The Federal Reserve has decided to put their thumbs on the scales of justice, explicitly attempting to overturn state-based anti-foreclosure laws on the spurious grounds that they hurt the economy.
This story by Tim Reid in Reuters cites the Fed arguing against the kind of laws in states like Nevada – and soon, California – that have saved hundreds of thousands of homes from foreclosure.
State and federal laws enacted to protect homeowners from eviction in the wake of the 2008 housing crash may be extending the slump, according to a growing number of economists and industry experts.
Foreclosures have all but ground to a halt in Nevada, which passed one of the stiffest borrower-protection laws in the country last year. Yet the housing market is further than ever from recovery, local real estate agents say, with a lack of inventory feeding a “mini-bubble” in prices that few believe is sustainable.
A recent U.S. Federal Reserve study found that in states requiring a judicial review for foreclosure, delays associated with the process had no measurable long-term benefits and often prolonged the problems with the housing market.

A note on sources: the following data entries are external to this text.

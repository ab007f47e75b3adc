//! # Application Layer Network Protocols
//!
//! The two protocols the agent speaks on top of the core network traits:
//!
//! - **[`http`]**: the server side of HTTP/1.1, used by the log browser to
//!   list, download and delete rotation files
//! - **[`mqtt`]**: an MQTT 3.1.1 client used to mirror log lines to a broker
//!
//! ## Design Principles
//!
//! - **Connection Agnostic**: Work with any type implementing [`Connection`](crate::network::Connection)
//! - **No-std Compatible**: Designed for embedded systems without heap allocation
//! - **Resource Conscious**: Use fixed-size buffers and minimal memory
//! - **Non-blocking**: Nothing here waits indefinitely; the tick loop keeps running

/// HTTP/1.1 server-side implementation.
///
/// Parses requests, writes responses and dispatches them through a small
/// fixed-capacity [`Router`](http::Router).
pub mod http;

/// MQTT client implementation.
///
/// Provides an MQTT 3.1.1 client for lightweight publish-subscribe messaging
/// and [`MqttChannel`](mqtt::MqttChannel), the reconnecting adapter the
/// forwarding channel drives.
pub mod mqtt;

There’s been a concerted effort to overturn due process in these judicial foreclosure states, on the theory that foreclosures must be quickly flushed through the system so the market can “clear.” Incredibly, house organs like the Fed still express this opinion even after years of documented evidence of illegal foreclosures using false and forged documents in court. The explicit recommendation from the Federal Reserve is to react to systematic foreclosure fraud by closing the courthouse doors to troubled borrowers.

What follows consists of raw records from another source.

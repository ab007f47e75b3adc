use heapless::Vec;

use super::request::{MAX_REQUEST_SIZE, Method, Request, read_head};
use super::response::{Responder, Status};
use crate::network::error::Error;
use crate::network::{Read, Write};

/// Request handler: inspects the request, uses the shared context, and
/// answers through the responder.
pub type Handler<Ctx, W> = fn(&Request<'_>, &mut Ctx, &mut Responder<'_, W>) -> Result<(), Error>;

struct Route<Ctx, W: Write> {
    method: Method,
    path: &'static str,
    handler: Handler<Ctx, W>,
}

/// Fixed-capacity route table for compile-time known endpoints.
///
/// `Ctx` is whatever state the handlers share; it is passed in per request,
/// so the router itself holds nothing but function pointers.
pub struct Router<Ctx, W: Write, const N: usize> {
    routes: Vec<Route<Ctx, W>, N>,
}

impl<Ctx, W: Write, const N: usize> core::fmt::Debug for Router<Ctx, W, N> {
    fn fmt(&self, f: &mut core::fmt::Formatter<'_>) -> core::fmt::Result {
        f.debug_list()
            .entries(self.routes.iter().map(|r| (r.method, r.path)))
            .finish()
    }
}

impl<Ctx, W: Write, const N: usize> Default for Router<Ctx, W, N> {
    fn default() -> Self {
        Self::new()
    }
}

impl<Ctx, W: Write, const N: usize> Router<Ctx, W, N> {
    pub fn new() -> Self {
        Self { routes: Vec::new() }
    }

    /// Register a handler for `method` on `path`.
    pub fn route(
        &mut self,
        method: Method,
        path: &'static str,
        handler: Handler<Ctx, W>,
    ) -> Result<(), Error> {
        self.routes
            .push(Route {
                method,
                path,
                handler,
            })
            .map_err(|_| Error::BufferOverflow)
    }

    /// Route one parsed request.
    ///
    /// Unknown paths answer 404; a known path with the wrong method answers
    /// 405. `HEAD` falls back to the `GET` handler with the body suppressed.
    pub fn dispatch(
        &self,
        request: &Request<'_>,
        ctx: &mut Ctx,
        responder: &mut Responder<'_, W>,
    ) -> Result<(), Error> {
        let mut path_known = false;
        let mut fallback = None;
        for route in self.routes.iter().filter(|r| r.path == request.path) {
            path_known = true;
            if Some(route.method) == request.method {
                return (route.handler)(request, ctx, responder);
            }
            if route.method == Method::Get && request.method == Some(Method::Head) {
                fallback = Some(route.handler);
            }
        }

        match (fallback, path_known) {
            (Some(handler), _) => handler(request, ctx, responder),
            (None, true) => responder.text(Status::MethodNotAllowed, "Method not allowed"),
            (None, false) => responder.text(Status::NotFound, "Not found"),
        }
    }
}

/// Serve exactly one request on `connection`.
///
/// Reads the request head, dispatches it and flushes the response. A head
/// that cannot be parsed is answered with 400. Returns the status that was
/// sent.
pub fn serve<Ctx, C: Read + Write, const N: usize>(
    router: &Router<Ctx, C, N>,
    connection: &mut C,
    ctx: &mut Ctx,
) -> Result<Status, Error> {
    let mut buf = [0u8; MAX_REQUEST_SIZE];
    let parsed = read_head(connection, &mut buf);

    let request = parsed.and_then(|len| Request::parse(&buf[..len]));
    let mut responder = match &request {
        Ok(req) if req.method == Some(Method::Head) => Responder::new(connection).head_only(),
        _ => Responder::new(connection),
    };

    match request {
        Ok(request) => {
            let outcome = router.dispatch(&request, ctx, &mut responder);
            match (outcome, responder.status()) {
                (Ok(()), None) => {
                    responder.text(Status::InternalServerError, "No response")?;
                }
                (Err(e), None) => {
                    responder.text(Status::InternalServerError, "Handler failed")?;
                    responder.finish()?;
                    return Err(e);
                }
                // Head already on the wire; nothing sensible left to send.
                (Err(e), Some(_)) => return Err(e),
                (Ok(()), Some(_)) => {}
            }
        }
        Err(Error::ConnectionClosed | Error::ReadError) => return Err(Error::ConnectionClosed),
        Err(Error::Timeout) => return Err(Error::Timeout),
        Err(_) => responder.text(Status::BadRequest, "Bad request")?,
    }

    responder.finish()?;
    Ok(responder.status().unwrap_or(Status::InternalServerError))
}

The entire premise that judicial foreclosure states are prolonging the housing slump is completely spurious. Nothing furthers the housing slump more than a spate of foreclosures flooding the market, increasing the supply of distressed homes that sell cheaply and bringing down property values in a particular area. That’s what the Fed is arguing for.
It’s not only the Fed. Alfred Pollard, general counsel to the Federal Housing Finance Agency, has said this openly in Congressional hearings. He wrote an unusual letter to California, basically arguing against their proposed “homeowner’s bill of rights,” which confers a private right of action to homeowners to allow them due process in foreclosure. Pollard argued along the same lines as the Fed, that there’s no long-term benefit to foreclosure delays. This didn’t work in California, incidentally: the Homeowner’s Bill of Rights passed out of a conference committee today, and is nearing final passage.
I love how state laws are being blamed here. No state law in this country disallows legal foreclosures. If the banks cannot substantiate ownership of the property, why is the finger pointed at the state laws that force that substantiation, and not the banks themselves? Nobody told them to lose ownership of mortgages, prompting them to falsify documents in an attempt to foreclose.
And why the focus on “long-term benefits,” rather than the short-term benefits of a family staying in their homes? Or the short-term benefits to the rule of law that occurs when a bank cannot run roughshod over the legal system with false documents simply because some of their regulator buddies say that the market must “clear”?
So when these officials argue against laws like those in Nevada, which merely criminalize a criminal practice, or California, which provides due process for people having their homes taken from them, they’re arguing in favor of what amounts to a dissolution of justice.